EXCERPTED DATA =>
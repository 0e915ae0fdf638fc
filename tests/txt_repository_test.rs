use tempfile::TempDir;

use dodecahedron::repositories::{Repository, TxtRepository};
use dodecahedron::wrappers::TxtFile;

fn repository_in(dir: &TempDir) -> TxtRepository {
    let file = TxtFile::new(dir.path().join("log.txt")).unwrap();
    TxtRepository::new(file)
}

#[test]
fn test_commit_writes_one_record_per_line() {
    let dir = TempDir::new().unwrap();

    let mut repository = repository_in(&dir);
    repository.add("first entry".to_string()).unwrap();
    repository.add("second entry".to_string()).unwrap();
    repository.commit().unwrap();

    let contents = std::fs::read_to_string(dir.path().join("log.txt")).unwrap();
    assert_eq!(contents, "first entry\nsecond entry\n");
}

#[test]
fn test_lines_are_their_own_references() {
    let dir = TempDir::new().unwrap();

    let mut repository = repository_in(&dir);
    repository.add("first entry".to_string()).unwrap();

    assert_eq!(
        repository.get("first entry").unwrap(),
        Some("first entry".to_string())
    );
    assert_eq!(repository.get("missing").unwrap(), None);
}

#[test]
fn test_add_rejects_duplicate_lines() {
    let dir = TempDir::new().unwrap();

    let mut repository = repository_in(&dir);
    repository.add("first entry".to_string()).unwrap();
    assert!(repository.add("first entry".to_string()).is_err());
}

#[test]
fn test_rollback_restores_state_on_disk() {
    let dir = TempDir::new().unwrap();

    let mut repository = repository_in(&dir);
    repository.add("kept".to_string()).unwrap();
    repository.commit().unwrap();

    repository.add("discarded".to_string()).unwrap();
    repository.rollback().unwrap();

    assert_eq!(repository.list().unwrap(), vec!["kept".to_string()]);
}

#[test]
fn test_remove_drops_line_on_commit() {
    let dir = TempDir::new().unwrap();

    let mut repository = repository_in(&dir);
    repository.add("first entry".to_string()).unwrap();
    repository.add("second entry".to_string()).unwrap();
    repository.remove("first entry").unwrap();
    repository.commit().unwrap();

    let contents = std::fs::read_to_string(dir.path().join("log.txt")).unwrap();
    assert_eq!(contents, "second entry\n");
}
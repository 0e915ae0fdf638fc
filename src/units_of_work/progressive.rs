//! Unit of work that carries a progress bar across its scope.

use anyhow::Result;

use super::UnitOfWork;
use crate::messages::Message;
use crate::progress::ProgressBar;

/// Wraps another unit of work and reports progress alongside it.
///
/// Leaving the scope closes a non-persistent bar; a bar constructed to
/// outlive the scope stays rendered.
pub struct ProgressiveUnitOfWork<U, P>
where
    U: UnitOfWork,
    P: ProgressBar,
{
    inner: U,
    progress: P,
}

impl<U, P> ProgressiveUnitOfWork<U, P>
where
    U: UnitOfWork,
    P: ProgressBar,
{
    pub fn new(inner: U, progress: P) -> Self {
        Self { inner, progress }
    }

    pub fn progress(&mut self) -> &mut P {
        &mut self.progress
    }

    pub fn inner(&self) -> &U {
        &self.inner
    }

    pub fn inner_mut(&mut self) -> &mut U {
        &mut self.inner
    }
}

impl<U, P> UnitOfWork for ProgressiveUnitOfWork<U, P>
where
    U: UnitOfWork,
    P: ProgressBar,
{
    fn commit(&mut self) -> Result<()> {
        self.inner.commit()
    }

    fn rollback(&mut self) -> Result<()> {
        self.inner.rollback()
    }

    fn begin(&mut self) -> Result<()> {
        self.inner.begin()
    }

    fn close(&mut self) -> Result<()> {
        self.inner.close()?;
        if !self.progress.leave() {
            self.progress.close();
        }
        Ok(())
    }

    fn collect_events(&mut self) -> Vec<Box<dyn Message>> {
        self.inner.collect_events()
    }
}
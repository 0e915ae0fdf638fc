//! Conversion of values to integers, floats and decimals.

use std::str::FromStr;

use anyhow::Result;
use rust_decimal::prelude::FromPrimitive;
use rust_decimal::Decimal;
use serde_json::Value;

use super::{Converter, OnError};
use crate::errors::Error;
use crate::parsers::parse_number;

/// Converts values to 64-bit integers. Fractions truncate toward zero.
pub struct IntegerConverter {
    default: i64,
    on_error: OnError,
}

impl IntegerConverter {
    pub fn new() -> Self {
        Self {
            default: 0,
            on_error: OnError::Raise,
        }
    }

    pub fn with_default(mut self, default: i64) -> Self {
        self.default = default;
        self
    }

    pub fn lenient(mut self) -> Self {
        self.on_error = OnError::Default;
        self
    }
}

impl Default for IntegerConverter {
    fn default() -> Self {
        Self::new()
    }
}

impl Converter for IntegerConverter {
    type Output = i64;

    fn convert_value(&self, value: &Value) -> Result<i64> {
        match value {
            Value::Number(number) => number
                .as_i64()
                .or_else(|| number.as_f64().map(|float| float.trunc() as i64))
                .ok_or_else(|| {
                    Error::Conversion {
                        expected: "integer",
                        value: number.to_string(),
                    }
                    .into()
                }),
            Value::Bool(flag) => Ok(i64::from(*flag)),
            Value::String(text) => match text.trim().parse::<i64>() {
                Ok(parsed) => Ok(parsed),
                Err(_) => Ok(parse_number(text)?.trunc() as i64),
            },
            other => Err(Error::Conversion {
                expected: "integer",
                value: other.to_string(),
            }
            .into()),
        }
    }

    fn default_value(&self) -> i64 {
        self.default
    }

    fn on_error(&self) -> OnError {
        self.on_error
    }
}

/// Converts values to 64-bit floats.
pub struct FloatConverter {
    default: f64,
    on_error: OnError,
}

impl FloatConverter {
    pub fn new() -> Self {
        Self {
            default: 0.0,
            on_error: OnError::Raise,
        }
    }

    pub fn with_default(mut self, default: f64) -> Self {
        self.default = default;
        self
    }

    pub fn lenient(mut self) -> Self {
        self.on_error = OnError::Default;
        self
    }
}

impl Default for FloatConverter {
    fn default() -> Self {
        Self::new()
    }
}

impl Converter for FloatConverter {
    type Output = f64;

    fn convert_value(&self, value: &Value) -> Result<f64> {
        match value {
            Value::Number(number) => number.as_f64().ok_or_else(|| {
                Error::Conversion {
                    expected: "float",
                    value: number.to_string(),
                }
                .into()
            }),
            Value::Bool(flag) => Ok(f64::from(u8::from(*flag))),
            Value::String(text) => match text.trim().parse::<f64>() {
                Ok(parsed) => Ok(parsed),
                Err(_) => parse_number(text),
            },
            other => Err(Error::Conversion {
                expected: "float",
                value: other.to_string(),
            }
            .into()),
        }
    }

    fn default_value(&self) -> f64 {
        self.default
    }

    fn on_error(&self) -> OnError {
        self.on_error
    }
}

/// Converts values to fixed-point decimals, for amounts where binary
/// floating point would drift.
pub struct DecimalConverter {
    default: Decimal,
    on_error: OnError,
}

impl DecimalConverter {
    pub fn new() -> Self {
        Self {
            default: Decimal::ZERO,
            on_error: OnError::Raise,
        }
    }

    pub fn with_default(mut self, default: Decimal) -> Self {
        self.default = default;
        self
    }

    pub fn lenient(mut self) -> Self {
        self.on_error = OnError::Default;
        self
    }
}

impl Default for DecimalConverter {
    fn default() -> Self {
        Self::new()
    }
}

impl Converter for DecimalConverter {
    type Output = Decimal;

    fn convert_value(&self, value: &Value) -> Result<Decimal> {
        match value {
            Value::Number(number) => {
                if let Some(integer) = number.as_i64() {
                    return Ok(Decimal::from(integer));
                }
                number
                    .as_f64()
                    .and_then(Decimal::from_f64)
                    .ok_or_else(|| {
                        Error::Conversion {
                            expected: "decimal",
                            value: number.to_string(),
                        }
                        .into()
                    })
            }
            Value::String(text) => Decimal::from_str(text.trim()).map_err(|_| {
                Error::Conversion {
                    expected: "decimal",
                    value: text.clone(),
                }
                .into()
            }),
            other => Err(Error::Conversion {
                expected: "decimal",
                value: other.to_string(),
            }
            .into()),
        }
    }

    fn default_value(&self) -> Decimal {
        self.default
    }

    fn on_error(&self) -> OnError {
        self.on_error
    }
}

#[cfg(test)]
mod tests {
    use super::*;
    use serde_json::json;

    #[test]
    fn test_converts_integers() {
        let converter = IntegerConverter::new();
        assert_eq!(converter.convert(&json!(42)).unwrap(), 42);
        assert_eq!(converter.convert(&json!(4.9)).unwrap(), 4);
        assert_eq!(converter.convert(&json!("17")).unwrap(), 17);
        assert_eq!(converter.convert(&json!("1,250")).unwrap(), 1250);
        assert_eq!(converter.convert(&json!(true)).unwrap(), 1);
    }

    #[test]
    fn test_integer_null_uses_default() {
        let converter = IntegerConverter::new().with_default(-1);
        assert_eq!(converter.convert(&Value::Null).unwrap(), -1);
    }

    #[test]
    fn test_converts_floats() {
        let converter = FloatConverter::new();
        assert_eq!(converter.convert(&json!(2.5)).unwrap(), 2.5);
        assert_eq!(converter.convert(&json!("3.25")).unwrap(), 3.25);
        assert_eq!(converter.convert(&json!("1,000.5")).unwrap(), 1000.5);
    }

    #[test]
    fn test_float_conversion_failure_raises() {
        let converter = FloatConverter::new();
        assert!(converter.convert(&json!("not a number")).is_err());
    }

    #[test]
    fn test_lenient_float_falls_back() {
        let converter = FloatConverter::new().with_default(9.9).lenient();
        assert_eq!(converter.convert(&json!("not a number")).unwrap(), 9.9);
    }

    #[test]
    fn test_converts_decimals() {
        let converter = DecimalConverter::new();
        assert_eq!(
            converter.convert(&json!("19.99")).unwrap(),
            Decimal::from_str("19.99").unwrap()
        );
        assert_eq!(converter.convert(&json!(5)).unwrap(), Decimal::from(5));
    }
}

ABOUT THIS EXERCISE =>
Check each line of the data above, and please copy the ones in which the string "begin" occurs.

OUTPUT FOR THIS TASK =>
    fn begin(&mut self) -> Result<()> {
        self.inner.begin()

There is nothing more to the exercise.